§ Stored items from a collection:
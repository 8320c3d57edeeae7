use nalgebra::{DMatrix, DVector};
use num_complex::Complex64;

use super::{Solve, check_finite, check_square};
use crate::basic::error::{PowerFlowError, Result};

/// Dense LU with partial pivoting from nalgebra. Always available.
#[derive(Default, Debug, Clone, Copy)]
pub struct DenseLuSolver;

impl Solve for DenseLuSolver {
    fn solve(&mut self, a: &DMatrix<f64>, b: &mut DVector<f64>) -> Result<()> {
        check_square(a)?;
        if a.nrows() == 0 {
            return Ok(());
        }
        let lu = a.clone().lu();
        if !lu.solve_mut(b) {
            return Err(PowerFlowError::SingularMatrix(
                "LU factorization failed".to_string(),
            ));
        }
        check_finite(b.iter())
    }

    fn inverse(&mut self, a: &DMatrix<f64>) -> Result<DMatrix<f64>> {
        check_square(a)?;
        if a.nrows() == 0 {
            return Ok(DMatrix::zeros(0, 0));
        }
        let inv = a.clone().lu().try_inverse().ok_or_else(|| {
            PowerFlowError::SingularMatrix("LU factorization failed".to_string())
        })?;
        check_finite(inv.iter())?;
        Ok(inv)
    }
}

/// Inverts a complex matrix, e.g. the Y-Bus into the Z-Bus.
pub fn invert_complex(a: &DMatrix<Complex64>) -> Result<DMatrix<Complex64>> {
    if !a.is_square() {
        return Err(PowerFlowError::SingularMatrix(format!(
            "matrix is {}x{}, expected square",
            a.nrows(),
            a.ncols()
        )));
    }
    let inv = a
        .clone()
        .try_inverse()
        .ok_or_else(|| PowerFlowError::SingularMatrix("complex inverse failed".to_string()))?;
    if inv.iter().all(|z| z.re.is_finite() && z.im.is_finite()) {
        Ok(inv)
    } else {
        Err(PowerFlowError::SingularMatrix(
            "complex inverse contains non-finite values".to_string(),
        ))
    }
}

§ Problem:
Return all the lines above exactly as given.

§ Exercise response:
repository 8320c3d57edeeae7
use nalgebra::{DMatrix, DVector};
use num_complex::Complex64;

use super::{Solve, check_finite, check_square};
use crate::basic::error::{PowerFlowError, Result};

/// Dense LU with partial pivoting from nalgebra. Always available.
#[derive(Default, Debug, Clone, Copy)]
pub struct DenseLuSolver;

impl Solve for DenseLuSolver {
    fn solve(&mut self, a: &DMatrix<f64>, b: &mut DVector<f64>) -> Result<()> {
        check_square(a)?;
        if a.nrows() == 0 {
            return Ok(());
        }
        let lu = a.clone().lu();
        if !lu.solve_mut(b) {
            return Err(PowerFlowError::SingularMatrix(
                "LU factorization failed".to_string(),
            ));
        }
        check_finite(b.iter())
    }

    fn inverse(&mut self, a: &DMatrix<f64>) -> Result<DMatrix<f64>> {
        check_square(a)?;
        if a.nrows() == 0 {
            return Ok(DMatrix::zeros(0, 0));
        }
        let inv = a.clone().lu().try_inverse().ok_or_else(|| {
            PowerFlowError::SingularMatrix("LU factorization failed".to_string())
        })?;
        check_finite(inv.iter())?;
        Ok(inv)
    }
}

/// Inverts a complex matrix, e.g. the Y-Bus into the Z-Bus.
pub fn invert_complex(a: &DMatrix<Complex64>) -> Result<DMatrix<Complex64>> {
    if !a.is_square() {
        return Err(PowerFlowError::SingularMatrix(format!(
            "matrix is {}x{}, expected square",
            a.nrows(),
            a.ncols()
        )));
    }
    let inv = a
        .clone()
        .try_inverse()
        .ok_or_else(|| PowerFlowError::SingularMatrix("complex inverse failed".to_string()))?;
    if inv.iter().all(|z| z.re.is_finite() && z.im.is_finite()) {
        Ok(inv)
    } else {
        Err(PowerFlowError::SingularMatrix(
            "complex inverse contains non-finite values".to_string(),
        ))
    }
}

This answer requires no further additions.